//! Transient notifications
//!
//! One toast is visible at a time. Each `show` supersedes the previous toast
//! and its pending expiry: an expiry only clears the toast it was issued for.

use std::future::Future;
use std::time::Duration;

pub const FEEDBACK_OK: &str = "Feedback recorded 👍";
pub const FEEDBACK_FAILED: &str = "Feedback failed (is the backend running?)";

#[derive(Debug, Clone, Copy, PartialEq, Eq)]
pub struct ToastId(u64);

#[derive(Debug, Clone, PartialEq)]
pub struct Toast {
    pub id: ToastId,
    pub message: String,
    pub duration: Duration,
}

impl Toast {
    /// Resolves with this toast's id once its duration has elapsed.
    ///
    /// The timer starts on first poll.
    pub fn expiry(&self) -> impl Future<Output = ToastId> + Send + 'static {
        let (id, duration) = (self.id, self.duration);
        async move {
            tokio::time::sleep(duration).await;
            id
        }
    }
}

#[derive(Debug, Default)]
pub struct Toaster {
    current: Option<Toast>,
    next_id: u64,
}

impl Toaster {
    pub fn new() -> Self {
        Self::default()
    }

    /// Show `message`, replacing any visible toast.
    ///
    /// The caller feeds the id from [`Toast::expiry`] back into `expire`.
    pub fn show(&mut self, message: impl Into<String>, duration: Duration) -> &Toast {
        self.next_id += 1;
        self.current.insert(Toast {
            id: ToastId(self.next_id),
            message: message.into(),
            duration,
        })
    }

    /// Clear the toast if `id` is still the visible one
    pub fn expire(&mut self, id: ToastId) -> bool {
        match &self.current {
            Some(toast) if toast.id == id => {
                self.current = None;
                true
            }
            _ => false,
        }
    }

    pub fn current(&self) -> Option<&Toast> {
        self.current.as_ref()
    }

    pub fn message(&self) -> Option<&str> {
        self.current.as_ref().map(|t| t.message.as_str())
    }
}

/// Wording for a finished feedback submission
pub fn feedback_message(ok: bool) -> &'static str {
    if ok {
        FEEDBACK_OK
    } else {
        FEEDBACK_FAILED
    }
}

#[cfg(test)]
mod tests {
    use super::*;

    const DELAY: Duration = Duration::from_millis(1800);

    #[test]
    fn test_show_then_expire() {
        let mut toaster = Toaster::new();
        let id = toaster.show(FEEDBACK_OK, DELAY).id;

        assert_eq!(toaster.message(), Some(FEEDBACK_OK));
        assert_eq!(toaster.current().map(|t| t.duration), Some(DELAY));
        assert!(toaster.expire(id));
        assert!(toaster.message().is_none());
    }

    #[test]
    fn test_newer_toast_survives_older_expiry() {
        let mut toaster = Toaster::new();
        let first = toaster.show(FEEDBACK_FAILED, DELAY).id;
        let second = toaster.show(FEEDBACK_OK, DELAY).id;

        assert!(!toaster.expire(first));
        assert_eq!(toaster.message(), Some(FEEDBACK_OK));
        assert!(toaster.expire(second));
        assert!(toaster.message().is_none());
    }

    #[test]
    fn test_double_expire_is_noop() {
        let mut toaster = Toaster::new();
        let id = toaster.show("hi", DELAY).id;
        assert!(toaster.expire(id));
        assert!(!toaster.expire(id));
    }

    #[tokio::test(start_paused = true)]
    async fn test_expiry_waits_for_own_duration() {
        let mut toaster = Toaster::new();
        let expiry = toaster.show(FEEDBACK_OK, DELAY).expiry();

        let started = tokio::time::Instant::now();
        let id = expiry.await;
        assert!(started.elapsed() >= DELAY);
        assert!(toaster.expire(id));
    }

    #[test]
    fn test_expiry_is_lazy_outside_runtime() {
        let mut toaster = Toaster::new();
        let expiry = toaster.show(FEEDBACK_OK, DELAY).expiry();
        drop(expiry);
        assert_eq!(toaster.message(), Some(FEEDBACK_OK));
    }

    #[test]
    fn test_feedback_wording_differs() {
        assert_ne!(feedback_message(true), feedback_message(false));
    }
}
//! Hand URLs to the system browser

use std::process::Command;

#[cfg(target_os = "macos")]
const OPENER: &str = "open";
#[cfg(target_os = "windows")]
const OPENER: &str = "explorer";
#[cfg(not(any(target_os = "macos", target_os = "windows")))]
const OPENER: &str = "xdg-open";

/// Open `url` with the default application
pub fn open_url(url: &str) -> Result<(), String> {
    if !(url.starts_with("http://") || url.starts_with("https://")) {
        return Err(format!("Refusing to open non-http URL: {}", url));
    }

    Command::new(OPENER)
        .arg(url)
        .spawn()
        .map_err(|e| format!("Failed to open {}: {}", url, e))?;
    tracing::info!("Opened {}", url);
    Ok(())
}
//! Recommendation backend client and wire types

pub mod api;
pub mod types;

pub use api::{BackendClient, BackendError};
pub use types::{FeedbackEvent, ItemId, Recommendation, SearchItem};
//! Crate-level error type

use thiserror::Error;

#[derive(Error, Debug)]
pub enum Error {
    #[error("Configuration error: {0}")]
    Config(String),

    #[error("IO error: {0}")]
    Io(#[from] std::io::Error),

    #[error("Invalid TOML: {0}")]
    TomlDe(#[from] toml::de::Error),

    #[error("Failed to serialize TOML: {0}")]
    TomlSer(#[from] toml::ser::Error),
}

pub type Result<T> = std::result::Result<T, Error>;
· · · ·
• About this exercise: Your task is to output the full set of records exactly as presented.

• Answer to the exercise:
//! Transient notifications
//!
//! One toast is visible at a time. Each `show` supersedes the previous toast
//! and its pending expiry: an expiry only clears the toast it was issued for.

use std::future::Future;
use std::time::Duration;

pub const FEEDBACK_OK: &str = "Feedback recorded 👍";
pub const FEEDBACK_FAILED: &str = "Feedback failed (is the backend running?)";

#[derive(Debug, Clone, Copy, PartialEq, Eq)]
pub struct ToastId(u64);

#[derive(Debug, Clone, PartialEq)]
pub struct Toast {
    pub id: ToastId,
    pub message: String,
    pub duration: Duration,
}

impl Toast {
    /// Resolves with this toast's id once its duration has elapsed.
    ///
    /// The timer starts on first poll.
    pub fn expiry(&self) -> impl Future<Output = ToastId> + Send + 'static {
        let (id, duration) = (self.id, self.duration);
        async move {
            tokio::time::sleep(duration).await;
            id
        }
    }
}

#[derive(Debug, Default)]
pub struct Toaster {
    current: Option<Toast>,
    next_id: u64,
}

impl Toaster {
    pub fn new() -> Self {
        Self::default()
    }

    /// Show `message`, replacing any visible toast.
    ///
    /// The caller feeds the id from [`Toast::expiry`] back into `expire`.
    pub fn show(&mut self, message: impl Into<String>, duration: Duration) -> &Toast {
        self.next_id += 1;
        self.current.insert(Toast {
            id: ToastId(self.next_id),
            message: message.into(),
            duration,
        })
    }

    /// Clear the toast if `id` is still the visible one
    pub fn expire(&mut self, id: ToastId) -> bool {
        match &self.current {
            Some(toast) if toast.id == id => {
                self.current = None;
                true
            }
            _ => false,
        }
    }

    pub fn current(&self) -> Option<&Toast> {
        self.current.as_ref()
    }

    pub fn message(&self) -> Option<&str> {
        self.current.as_ref().map(|t| t.message.as_str())
    }
}

/// Wording for a finished feedback submission
pub fn feedback_message(ok: bool) -> &'static str {
    if ok {
        FEEDBACK_OK
    } else {
        FEEDBACK_FAILED
    }
}

#[cfg(test)]
mod tests {
    use super::*;

    const DELAY: Duration = Duration::from_millis(1800);

    #[test]
    fn test_show_then_expire() {
        let mut toaster = Toaster::new();
        let id = toaster.show(FEEDBACK_OK, DELAY).id;

        assert_eq!(toaster.message(), Some(FEEDBACK_OK));
        assert_eq!(toaster.current().map(|t| t.duration), Some(DELAY));
        assert!(toaster.expire(id));
        assert!(toaster.message().is_none());
    }

    #[test]
    fn test_newer_toast_survives_older_expiry() {
        let mut toaster = Toaster::new();
        let first = toaster.show(FEEDBACK_FAILED, DELAY).id;
        let second = toaster.show(FEEDBACK_OK, DELAY).id;

        assert!(!toaster.expire(first));
        assert_eq!(toaster.message(), Some(FEEDBACK_OK));
        assert!(toaster.expire(second));
        assert!(toaster.message().is_none());
    }

    #[test]
    fn test_double_expire_is_noop() {
        let mut toaster = Toaster::new();
        let id = toaster.show("hi", DELAY).id;
        assert!(toaster.expire(id));
        assert!(!toaster.expire(id));
    }

    #[tokio::test(start_paused = true)]
    async fn test_expiry_waits_for_own_duration() {
        let mut toaster = Toaster::new();
        let expiry = toaster.show(FEEDBACK_OK, DELAY).expiry();

        let started = tokio::time::Instant::now();
        let id = expiry.await;
        assert!(started.elapsed() >= DELAY);
        assert!(toaster.expire(id));
    }

    #[test]
    fn test_expiry_is_lazy_outside_runtime() {
        let mut toaster = Toaster::new();
        let expiry = toaster.show(FEEDBACK_OK, DELAY).expiry();
        drop(expiry);
        assert_eq!(toaster.message(), Some(FEEDBACK_OK));
    }

    #[test]
    fn test_feedback_wording_differs() {
        assert_ne!(feedback_message(true), feedback_message(false));
    }
}
//! Hand URLs to the system browser

use std::process::Command;

#[cfg(target_os = "macos")]
const OPENER: &str = "open";
#[cfg(target_os = "windows")]
const OPENER: &str = "explorer";
#[cfg(not(any(target_os = "macos", target_os = "windows")))]
const OPENER: &str = "xdg-open";

/// Open `url` with the default application
pub fn open_url(url: &str) -> Result<(), String> {
    if !(url.starts_with("http://") || url.starts_with("https://")) {
        return Err(format!("Refusing to open non-http URL: {}", url));
    }

    Command::new(OPENER)
        .arg(url)
        .spawn()
        .map_err(|e| format!("Failed to open {}: {}", url, e))?;
    tracing::info!("Opened {}", url);
    Ok(())
}
//! Recommendation backend client and wire types

pub mod api;
pub mod types;

pub use api::{BackendClient, BackendError};
pub use types::{FeedbackEvent, ItemId, Recommendation, SearchItem};
//! Crate-level error type

use thiserror::Error;

#[derive(Error, Debug)]
pub enum Error {
    #[error("Configuration error: {0}")]
    Config(String),

    #[error("IO error: {0}")]
    Io(#[from] std::io::Error),

    #[error("Invalid TOML: {0}")]
    TomlDe(#[from] toml::de::Error),

    #[error("Failed to serialize TOML: {0}")]
    TomlSer(#[from] toml::ser::Error),
}

pub type Result<T> = std::result::Result<T, Error>;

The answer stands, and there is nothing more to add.